Daniel Hammers, Katelyn Carothers and Shaun Lee* Pages 1 - 18 ( 18 )
Background: Secreted proteases are an important class of factors used by bacterial to modulate their extracellular environment through the cleavage of peptides and proteins. These proteases can range from broad, general proteolytic activity to high degrees of substrate specificity. They are often involved in interactions between bacteria and other species, even across kingdoms, allowing bacteria to survive and compete within their niche. As a result, many bacterial proteases are of clinical importance. The immune system is a common target for these enzymes, and bacteria have evolved ways to use these proteases to alter immune responses for their benefit. In addition to the wide variety of human proteins that can be targeted by bacterial proteases, bacteria also use these secreted factors to disrupt competing microbes, ranging from outright antimicrobial activity to disrupting processes like biofilm formation.
Objective: In this review, we address how bacterial proteases modulate host mechanisms of protection from infection and injury, including immune factors and cell barriers.

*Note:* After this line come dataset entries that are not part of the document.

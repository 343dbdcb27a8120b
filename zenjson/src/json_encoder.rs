// SPDX-License-Identifier: Apache-2.0

//! JSON text backend for the [`Encoder`] interface.

use std::io::{self, Write};

use crate::encoder::{Encode, Encoder};
use crate::escape_processor::JsonStr;
use crate::printer::Fractional;

/// Layout options for [`JsonEncoder`].
#[derive(Debug, Clone, Default, PartialEq, Eq)]
pub struct EncodeOptions {
    /// Written once per nesting level before each field or element. Empty
    /// selects compact output.
    pub indentation: String,
}

impl EncodeOptions {
    /// Two spaces per level.
    pub fn pretty() -> Self {
        Self {
            indentation: "  ".to_owned(),
        }
    }
}

/// Writes encoded data as JSON text to an [`io::Write`].
///
/// Structs become objects, sequences become arrays and nil becomes `null`.
/// Struct tags are not written.
#[derive(Debug)]
pub struct JsonEncoder<W> {
    out: W,
    indentation: String,
    /// One entry per open container: `true` until its first child is written.
    levels: Vec<bool>,
}

impl<W: io::Write> JsonEncoder<W> {
    pub fn new(out: W, options: EncodeOptions) -> Self {
        Self {
            out,
            indentation: options.indentation,
            levels: Vec::new(),
        }
    }

    pub fn into_inner(self) -> W {
        self.out
    }

    fn newline(&mut self) -> io::Result<()> {
        if !self.indentation.is_empty() {
            self.out.write_all(b"\n")?;
            for _ in 0..self.levels.len() {
                self.out.write_all(self.indentation.as_bytes())?;
            }
        }
        Ok(())
    }

    /// Starts a new child of the innermost container.
    fn separate(&mut self) -> io::Result<()> {
        if let Some(first) = self.levels.last_mut() {
            if !*first {
                self.out.write_all(b",")?;
            }
            *first = false;
        }
        self.newline()
    }

    fn open(&mut self, delimiter: &[u8]) -> io::Result<()> {
        self.out.write_all(delimiter)?;
        self.levels.push(true);
        Ok(())
    }

    fn close(&mut self, delimiter: &[u8]) -> io::Result<()> {
        // An empty container stays on one line
        if self.levels.pop() == Some(false) {
            self.newline()?;
        }
        self.out.write_all(delimiter)
    }
}

impl<W: io::Write> Encoder for JsonEncoder<W> {
    type Error = io::Error;

    fn encode_bool(&mut self, value: bool) -> io::Result<()> {
        self.out
            .write_all(if value { b"true".as_slice() } else { b"false" })
    }

    fn encode_char(&mut self, value: char) -> io::Result<()> {
        write!(self.out, "{}", JsonStr(value.encode_utf8(&mut [0u8; 4])))
    }

    fn encode_i64(&mut self, value: i64) -> io::Result<()> {
        write!(self.out, "{value}")
    }

    fn encode_u64(&mut self, value: u64) -> io::Result<()> {
        write!(self.out, "{value}")
    }

    fn encode_f32(&mut self, value: f32) -> io::Result<()> {
        write!(self.out, "{}", Fractional(value))
    }

    fn encode_f64(&mut self, value: f64) -> io::Result<()> {
        write!(self.out, "{}", Fractional(value))
    }

    fn encode_str(&mut self, value: &str) -> io::Result<()> {
        write!(self.out, "{}", JsonStr(value))
    }

    fn encode_nil(&mut self) -> io::Result<()> {
        self.out.write_all(b"null")
    }

    fn start_struct(&mut self, _tag: &str) -> io::Result<()> {
        self.open(b"{")
    }

    fn start_field(&mut self, name: &str) -> io::Result<()> {
        self.separate()?;
        self.encode_str(name)?;
        self.out.write_all(if self.indentation.is_empty() {
            b":".as_slice()
        } else {
            b": "
        })
    }

    fn end_struct(&mut self) -> io::Result<()> {
        self.close(b"}")
    }

    fn start_sequence(&mut self) -> io::Result<()> {
        self.open(b"[")
    }

    fn start_element(&mut self) -> io::Result<()> {
        self.separate()
    }

    fn end_sequence(&mut self) -> io::Result<()> {
        self.close(b"]")
    }
}

/// Encodes `value` to `writer` as JSON text.
pub fn encode_json_to<T, W>(value: &T, writer: W, options: EncodeOptions) -> io::Result<W>
where
    T: Encode + ?Sized,
    W: io::Write,
{
    let mut encoder = JsonEncoder::new(writer, options);
    value.encode(&mut encoder)?;
    Ok(encoder.into_inner())
}

fn encode_to_string<T: Encode + ?Sized>(value: &T, options: EncodeOptions) -> String {
    let bytes = encode_json_to(value, Vec::new(), options)
        .expect("JsonEncoder only fails when its writer does, and Vec<u8> never does");
    // Every fragment written is valid UTF-8, so this never replaces anything
    String::from_utf8_lossy(&bytes).into_owned()
}

/// Encodes `value` as compact JSON text.
pub fn encode_json<T: Encode + ?Sized>(value: &T) -> String {
    encode_to_string(value, EncodeOptions::default())
}

/// Encodes `value` as JSON text indented by two spaces per level.
pub fn encode_json_pretty<T: Encode + ?Sized>(value: &T) -> String {
    encode_to_string(value, EncodeOptions::pretty())
}

#[cfg(test)]
mod tests {
    use super::*;
    use crate::{parse_json_str, Value};
    use test_log::test;

    struct Point {
        x: f32,
        y: f32,
    }

    impl Encode for Point {
        fn encode<E: Encoder>(&self, encoder: &mut E) -> Result<(), E::Error> {
            let mut s = encoder.encode_struct("Point")?;
            s.field("x", &self.x)?;
            s.field("y", &self.y)?;
            s.finish()
        }
    }

    fn points() -> Vec<Point> {
        vec![
            Point { x: 1.0, y: 2.0 },
            Point { x: 3.0, y: 4.0 },
            Point { x: 5.0, y: 6.0 },
        ]
    }

    #[test]
    fn points_compact() {
        assert_eq!(
            encode_json(&points()),
            r#"[{"x":1.0,"y":2.0},{"x":3.0,"y":4.0},{"x":5.0,"y":6.0}]"#
        );
    }

    #[test]
    fn points_pretty() {
        assert_eq!(
            encode_json_pretty(&points()),
            "[\n  {\n    \"x\": 1.0,\n    \"y\": 2.0\n  },\n  {\n    \"x\": 3.0,\n    \"y\": 4.0\n  },\n  {\n    \"x\": 5.0,\n    \"y\": 6.0\n  }\n]"
        );
    }

    #[test]
    fn empty_containers_stay_on_one_line() {
        let empty: Vec<i32> = Vec::new();
        assert_eq!(encode_json_pretty(&empty), "[]");
        assert_eq!(encode_json_pretty(&vec![empty.clone()]), "[\n  []\n]");
        assert_eq!(encode_json_pretty(&Value::object()), "{}");
    }

    #[test]
    fn scalars() {
        assert_eq!(encode_json(&true), "true");
        assert_eq!(encode_json(&-12i32), "-12");
        assert_eq!(encode_json(&u64::MAX), "18446744073709551615");
        assert_eq!(encode_json(&0.25f64), "0.25");
        assert_eq!(encode_json(&f64::NAN), "null");
        assert_eq!(encode_json(&'"'), r#""\"""#);
        assert_eq!(encode_json("tab\there"), r#""tab\there""#);
        assert_eq!(encode_json(&None::<bool>), "null");
        assert_eq!(encode_json(&Some("x")), r#""x""#);
        assert_eq!(encode_json(&("a", 1u8)), r#"["a",1]"#);
    }

    #[test]
    fn custom_indentation() {
        let options = EncodeOptions {
            indentation: "\t".to_owned(),
        };
        let out = encode_json_to(&[1, 2], Vec::new(), options).unwrap();
        assert_eq!(out, b"[\n\t1,\n\t2\n]");
    }

    #[test]
    fn matches_value_printer() {
        let value = parse_json_str(
            r#"{"a": [1, 2.5, "three", null, true], "b": {"c": {}, "d": []}, "e": "A/"}"#,
        )
        .unwrap();
        assert_eq!(encode_json(&value), value.to_string());
        assert_eq!(encode_json_pretty(&value), value.pretty("  ").to_string());
    }

    #[test]
    fn string_output_matches_writer_output() {
        let data = vec![("héllo ☃", -1i64), ("\u{1}\n", i64::MIN)];
        let bytes = encode_json_to(&data, Vec::new(), EncodeOptions::default()).unwrap();
        assert_eq!(encode_json(&data).into_bytes(), bytes);
    }

    #[derive(Debug)]
    struct FailingWriter;

    impl io::Write for FailingWriter {
        fn write(&mut self, _: &[u8]) -> io::Result<usize> {
            Err(io::Error::new(io::ErrorKind::Other, "disk full"))
        }
        fn flush(&mut self) -> io::Result<()> {
            Ok(())
        }
    }

    #[test]
    fn writer_errors_are_returned() {
        let err = encode_json_to(&points(), FailingWriter, EncodeOptions::default()).unwrap_err();
        assert_eq!(err.to_string(), "disk full");
    }
}
// SPDX-License-Identifier: Apache-2.0

// print(parse(text)) is stable on printer output

use zenjson::{parse_json, parse_json_str, to_string, to_string_pretty, ChunkReader, Value};

const DOCUMENTS: &[&str] = &[
    r#"{}"#,
    r#"[]"#,
    r#""""#,
    r#"0"#,
    r#"9223372036854775807"#,
    r#"-9223372036854775808"#,
    r#"[null,true,false,"",0,-1,-0.5,-3.0]"#,
    r#"{"lat":-33.5,"lon":151.25,"alt":-12}"#,
    r#"{"a":{"b":{"c":{"d":[]}}}}"#,
    r#"{"escapes":"\"\\\b\f\n\r\t","solidus":"/","unicode":"héllo wörld ☃"}"#,
    r#"[{"id":1,"tags":[]},{"id":2,"tags":["x"]},{"id":3,"tags":["x","y"]}]"#,
];

#[test_log::test]
fn test_compact_output_is_a_fixed_point() {
    for doc in DOCUMENTS.iter().copied() {
        let value = parse_json_str(doc).unwrap();
        let printed = to_string(&value);
        assert_eq!(printed, doc);
        assert_eq!(parse_json_str(&printed).unwrap(), value, "{doc}");
    }
}

#[test]
fn test_pretty_output_parses_back() {
    for doc in DOCUMENTS.iter().copied() {
        let value = parse_json_str(doc).unwrap();
        for indent in ["  ", "    ", "\t"] {
            let pretty = to_string_pretty(&value, indent);
            assert_eq!(parse_json_str(&pretty).unwrap(), value, "{pretty}");
            assert_eq!(to_string_pretty(&value, indent), pretty);
        }
    }
}

#[test]
fn test_negative_numbers_survive_printing() {
    let value = Value::from(vec![
        Value::from(i64::MIN),
        Value::from(-1),
        Value::from(-2.5),
        Value::from(-1e20),
    ]);
    let printed = to_string(&value);
    assert_eq!(
        printed,
        "[-9223372036854775808,-1,-2.5,-100000000000000000000.0]"
    );
    assert_eq!(parse_json_str(&printed).unwrap(), value);
    assert_eq!(to_string(&parse_json_str(&printed).unwrap()), printed);
}

#[test]
fn test_negative_zero_prints_unsigned() {
    assert_eq!(to_string(&parse_json_str("-0").unwrap()), "0");
}

#[test]
fn test_chunked_reads_give_the_same_tree() {
    for doc in DOCUMENTS.iter().copied() {
        let reference = parse_json_str(doc).unwrap();
        for chunk_size in [1, 3, 5] {
            let value = parse_json(ChunkReader::new(doc.as_bytes(), chunk_size)).unwrap();
            assert_eq!(value, reference, "{doc} in chunks of {chunk_size}");
        }
    }
}

#[test]
fn test_first_duplicate_key_survives_printing() {
    let value = parse_json_str(r#"{"k":"first","other":0,"k":"second"}"#).unwrap();
    assert_eq!(to_string(&value), r#"{"k":"first","other":0}"#);
}

#[test]
fn test_fractional_prints_with_decimal_point() {
    let value: Value = parse_json_str("[1.0, 2.5, 4.0e2]").unwrap();
    assert_eq!(to_string(&value), "[1.0,2.5,16.0]");
    assert_eq!(parse_json_str(&to_string(&value)).unwrap(), value);
}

We also discuss the contributions of bacterial proteases to microbe-microbe interactions, including antimicrobial and anti- biofilm dynamics.
Conclusion: Bacterial secreted proteases represent an incredibly diverse group of factors that bacteria use to shape and thrive in their microenvironment. Due to the range of activities and targets of these proteases, some have been noted for having potential as therapeutics. The vast array of bacterial proteases and their targets remains an expanding field of research, and this field has many important implications for human health.
Bacterial proteases, bacterial pathogenesis, polymicrobialinteractions, Host immunity, therapeutics, polypeptides.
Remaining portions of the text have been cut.